ATP DIARY

Mark Leckey, O’ Magic Power of Bleakness | Tate Britain

Words by Caterina Avataneo When entering Mark Leckey solo show at Tate Britain, a 1:1 replica of a section of the M53 motorway runs diagonally into the space and wipes out the neoclassic features of the rest of the Institution’s building, immersing the viewer in a urban environment, a bridge, where the artist’s new multi-channel […]

Mark Leckey O’ Magic Power of Bleakness at Tate Britain 2019, install view. Photo © Mark Blower

Words by Caterina Avataneo

When entering Mark Leckey solo show at Tate Britain, a 1:1 replica of a section of the M53 motorway runs diagonally into the space and wipes out the neoclassic features of the rest of the Institution’s building, immersing the viewer in a urban environment, a bridge, where the artist’s new multi-channel video Under Under In is screened together with the projection of two of his previous moving image works: Fiorucci Made Me Hardcore (1999) and Dream English Kid, 1964 -1999 AD (2015). The space is dark and cold, exactly how it would be during a nocturnal walk in the suburban landscape; chunky concrete pillars sustain the road above and everything feels very familiar.

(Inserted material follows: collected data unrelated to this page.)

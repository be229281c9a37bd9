//! Minimal JSON Web Key support.
//!
//! Only the octet key pair (OKP) family is modeled, which is all the Ed25519 /
//! X25519 key material flowing through this proxy ever needs.

use base64::{engine::general_purpose::URL_SAFE_NO_PAD, Engine as _};
use serde::{Deserialize, Serialize};

use crate::crypto::{Ed25519KeyPair, Error as CryptoError, Generate, X25519KeyPair};

#[derive(Debug, Clone, PartialEq, Eq, Serialize, Deserialize)]
pub struct Jwk {
    pub kty: String,
    pub crv: String,
    pub x: String,
    #[serde(skip_serializing_if = "Option::is_none")]
    pub d: Option<String>,
}

impl Jwk {
    pub fn public_ed25519(x: &[u8]) -> Self {
        Self {
            kty: "OKP".to_owned(),
            crv: "Ed25519".to_owned(),
            x: URL_SAFE_NO_PAD.encode(x),
            d: None,
        }
    }

    pub fn x_bytes(&self) -> Result<[u8; 32], CryptoError> {
        let raw = URL_SAFE_NO_PAD
            .decode(&self.x)
            .map_err(|_| CryptoError::InvalidPublicKey)?;
        raw.try_into().map_err(|_| CryptoError::InvalidKeyLength)
    }

    pub fn d_bytes(&self) -> Result<Option<[u8; 32]>, CryptoError> {
        match &self.d {
            None => Ok(None),
            Some(d) => {
                let raw = URL_SAFE_NO_PAD
                    .decode(d)
                    .map_err(|_| CryptoError::InvalidSecretKey)?;
                Ok(Some(raw.try_into().map_err(|_| CryptoError::InvalidKeyLength)?))
            }
        }
    }
}

impl TryFrom<Jwk> for Ed25519KeyPair {
    type Error = CryptoError;

    fn try_from(jwk: Jwk) -> Result<Self, Self::Error> {
        match jwk.d_bytes()? {
            Some(d) => Ed25519KeyPair::from_secret_key(&d),
            None => Ed25519KeyPair::from_public_key(&jwk.x_bytes()?),
        }
    }
}

impl TryFrom<Jwk> for X25519KeyPair {
    type Error = CryptoError;

    fn try_from(jwk: Jwk) -> Result<Self, Self::Error> {
        match jwk.d_bytes()? {
            Some(d) => X25519KeyPair::from_secret_key(&d),
            None => X25519KeyPair::from_public_key(&jwk.x_bytes()?),
        }
    }
}
use serde::{Deserialize, Serialize};
use serde_json::Value;

/// The legacy sovrin doc-uri, still emitted by some peers for backward compatibility.
pub const SOV_DOC_URI: &str = "did:sov:BzCbsNYhMrjHiqZDTUASHg;spec/";

/// The current didcomm.org doc-uri.
pub const DIDCOMM_ORG_DOC_URI: &str = "https://didcomm.org/";

#[derive(Debug, Clone, Serialize, Deserialize)]
pub struct Thread {
    #[serde(skip_serializing_if = "Option::is_none")]
    pub thid: Option<String>,
    #[serde(skip_serializing_if = "Option::is_none")]
    pub pthid: Option<String>,
}

/// A decoded DIDComm plaintext message together with the trust context the
/// envelope was unpacked with.
#[derive(Debug, Clone, Serialize, Deserialize)]
pub struct Message {
    #[serde(rename = "@type")]
    pub type_: String,
    #[serde(rename = "@id")]
    pub id: String,
    #[serde(rename = "~thread", skip_serializing_if = "Option::is_none")]
    pub thread: Option<Thread>,
    #[serde(flatten)]
    pub body: Value,

    /// The verification key the sender authenticated with, if any.
    /// Not part of the wire payload.
    #[serde(skip)]
    pub sender_verkey: Option<String>,

    /// The local verification key this message was decrypted for.
    /// Not part of the wire payload.
    #[serde(skip)]
    pub recipient_verkey: Option<String>,
}

impl Message {
    pub fn new(type_: impl Into<String>, body: Value) -> Self {
        Self {
            type_: type_.into(),
            id: uuid::Uuid::new_v4().to_string(),
            thread: None,
            body,
            sender_verkey: None,
            recipient_verkey: None,
        }
    }

    pub fn with_thread(mut self, thid: impl Into<String>, pthid: Option<String>) -> Self {
        self.thread = Some(Thread {
            thid: Some(thid.into()),
            pthid,
        });
        self
    }

    /// Returns the `(doc_uri, protocol, version, message_name)` quadruple this
    /// message's `@type` decomposes into, normalizing the legacy sovrin prefix
    /// to the current one.
    pub fn type_parts(&self) -> Option<(&'static str, String, String, String)> {
        let (prefix, rest) = if let Some(rest) = self.type_.strip_prefix(SOV_DOC_URI) {
            (DIDCOMM_ORG_DOC_URI, rest)
        } else if let Some(rest) = self.type_.strip_prefix(DIDCOMM_ORG_DOC_URI) {
            (DIDCOMM_ORG_DOC_URI, rest)
        } else {
            return None;
        };

        let mut parts = rest.splitn(3, '/');
        let protocol = parts.next()?.to_string();
        let version = parts.next()?.to_string();
        let name = parts.next()?.to_string();
        Some((prefix, protocol, version, name))
    }

    /// Builds a fully-qualified `@type` under the canonical didcomm.org prefix.
    pub fn qualify(protocol: &str, version: &str, name: &str) -> String {
        format!("{DIDCOMM_ORG_DOC_URI}{protocol}/{version}/{name}")
    }
}
extern crate did_utils;

use multibase::Base;

fn main() {
    let public_key = [
        1, 2, 3, 4, 5, 6, 7, 8, 9, 10, 11, 12, 13, 14, 15, 16, 17, 18, 19, 20, 21, 22, 23, 24, 25, 26, 27, 28, 29, 30, 31, 32,
    ];

    let base58_public_key = Base::Base58Btc.encode(public_key);

    println!("The base58 public key is: {base58_public_key}");

    let base58_multi_public_key = multibase::encode(Base::Base58Btc, public_key);

    println!("The base58 multi public key is: {base58_multi_public_key}");
}
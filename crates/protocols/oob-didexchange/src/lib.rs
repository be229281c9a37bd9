//! RFC-0434 Out-of-Band invitation plus RFC-0023 DID-exchange: `did:key`
//! addressed invitations, signed `did_doc~attach` documents, and this
//! proxy's own `did:peer:2` identifiers. Also the one place third-party
//! peers' non-normalized documents get rewritten into did-core shape.

pub mod diddoc;
pub mod extract;
pub mod handlers;
pub mod invitation;
pub mod jws;
pub mod normalize;
pub mod peer;
pub mod state;

use mediator_core::MessageRouter;

pub fn routes() -> MessageRouter {
    MessageRouter::new()
        .register("https://didcomm.org/didexchange/1.0/request", handlers::RequestHandler)
        .register("https://didcomm.org/didexchange/1.0/response", handlers::ResponseHandler)
        .register("https://didcomm.org/didexchange/1.0/complete", handlers::CompleteHandler)
}

pub use invitation::{create_invitation, receive_invitation};
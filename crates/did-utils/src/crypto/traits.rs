// Inspired from https://github.com/decentralized-identity/did-key.rs
// We are desiging the application to support many curve algorithms.
// This module will design an interface common to all curves, so that we can change the curve
// without altering consuming modules.

use super::errors::Error;

/// The length of a 32-byte key material.
pub const BYTES_LENGTH_32: usize = 32;

/// A trait for types that can be converted to a multikey string.
pub trait ToMultikey {
    /// Converts keypair into its multikey string
    fn to_multikey(&self) -> String;
}

/// A trait for types that hold key material bytes.
pub trait KeyMaterial {
    /// Returns the bytes of the public key.
    fn public_key_bytes(&self) -> Result<[u8; BYTES_LENGTH_32], Error>;

    /// Returns the bytes of the private key.
    fn private_key_bytes(&self) -> Result<[u8; BYTES_LENGTH_32], Error>;
}

/// A trait for types that support deterministic key generation.
pub trait Generate: KeyMaterial {
    /// Generates a new random key pair.
    fn new() -> Result<Self, Error>
    where
        Self: Sized;

    /// Generates a new key pair with a given seed.
    /// If the seed is empty or invalid, a random seed will be generated.
    fn new_with_seed(seed: &[u8]) -> Result<Self, Error>
    where
        Self: Sized;

    /// Generates a new key pair from a public key.
    fn from_public_key(public_key: &[u8; BYTES_LENGTH_32]) -> Result<Self, Error>
    where
        Self: Sized;

    /// Generates a new key pair from a secret key.
    /// A public key will be generated from the secret key.
    fn from_secret_key(private_key: &[u8; BYTES_LENGTH_32]) -> Result<Self, Error>
    where
        Self: Sized;
}

/// A trait for types that support signing and verification operations.
pub trait CoreSign {
    /// Signs the payload with the key pair.
    fn sign(&self, payload: &[u8]) -> Result<Vec<u8>, Error>;

    /// Verifies the signature of the payload with the key pair.
    fn verify(&self, payload: &[u8], signature: &[u8]) -> Result<(), Error>;
}

/// A trait for types that support ECDH key exchange operations.
pub trait ECDH {
    /// Performs ECDH key exchange with the given public key.
    fn key_exchange(&self, their_public: &Self) -> Option<Vec<u8>>;
}

/// A trait for converting a key to its public counterpart.
pub trait ToPublic {
    /// Converts the key to its public counterpart.
    ///
    /// This method returns a new instance of the key with any private information removed.
    /// The returned key contains only the public key components.
    fn to_public(&self) -> Self;
}
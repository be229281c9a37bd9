use base64::{engine::general_purpose::URL_SAFE_NO_PAD, Engine as _};
use did_utils::crypto::{encode_multikey, Algorithm, Ed25519KeyPair, KeyMaterial};
use mediator_core::{CoreError, CoreResult};
use serde_json::json;

/// Builds this proxy's own `did:peer:2` identifier: a short-form peer DID
/// that encodes its key-agreement key (`E`), verification key (`V`), and an
/// abbreviated `did-communication` service (`S`) directly in the identifier,
/// needing no registry or resolver.
///
/// See <https://identity.foundation/peer-did-method-spec/#generation-method>.
pub fn encode(keypair: &Ed25519KeyPair, endpoint: &str) -> CoreResult<String> {
    let pk = keypair.public_key_bytes().map_err(|e| CoreError::Transport(format!("{e:?}")))?;
    let verification_key = encode_multikey(Algorithm::Ed25519, &pk);
    let verification_multibase = verification_key.strip_prefix("did:key:").unwrap_or(&verification_key);

    let x25519 = keypair.get_x25519().map_err(|e| CoreError::Transport(format!("{e:?}")))?;
    let xpk = x25519.public_key_bytes().map_err(|e| CoreError::Transport(format!("{e:?}")))?;
    let agreement_key = encode_multikey(Algorithm::X25519, &xpk);
    let agreement_multibase = agreement_key.strip_prefix("did:key:").unwrap_or(&agreement_key);

    let service = json!({ "t": "dm", "s": endpoint });
    let service_b64 = URL_SAFE_NO_PAD.encode(
        serde_json::to_vec(&service).map_err(|e| CoreError::InvalidEnvelope(e.to_string()))?,
    );

    Ok(format!("did:peer:2.E{agreement_multibase}.V{verification_multibase}.S{service_b64}"))
}

#[cfg(test)]
mod tests {
    use super::*;
    use did_utils::crypto::Generate;

    #[test]
    fn encodes_recognizable_did_peer_2() {
        let keypair = Ed25519KeyPair::new().unwrap();
        let did = encode(&keypair, "https://example.org/endpoint").unwrap();
        assert!(did.starts_with("did:peer:2.Ez"));
        assert!(did.contains(".Vz"));
        assert!(did.contains(".S"));
        assert!(!did.contains(".Ezz") && !did.contains(".Vzz"));
    }
}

The motorway plays a central role in the videos as well. It is in fact the setting where the narrative of Under Under In unfolds and it also repeatedly appears as a 3D model-like version in Dream English Kid, 1964 -1999 AD. In the former case the motorway becomes a timeless space where a group of teenagers hang out, share maltesers milkshakes and chat boyishly until when experiencing supernatural encounters – if chemically or magically rests unclear. As the boys travel to a stone-age environment of unexplored ancestral and quite spectral caves, it feels like they are enabled to track some deep-time memories that live embedded in the urban space where this journey takes place. The viewer, on the other hand, gets transported into an eerie environment as well. In the space children voices bounce from pillar to pillar, a times becoming scary whispers; the orange street lights flicker like in horror movies and a celestial beam of light from above reveals a colourless apparition of the same group of boys underneath the bridge, exactly as they are filmed in the multi-channel video playing on five monitors at the side of the room. Towards the end of the film, the shadowy boys materialise again, projected on a wall and adding onto the ghostly energy of the space. Through twisting movements, they create arches with their elastic young bodies. They mimic the bridge where they sit and the caves where they travel, transcending their physical presence and becoming something other.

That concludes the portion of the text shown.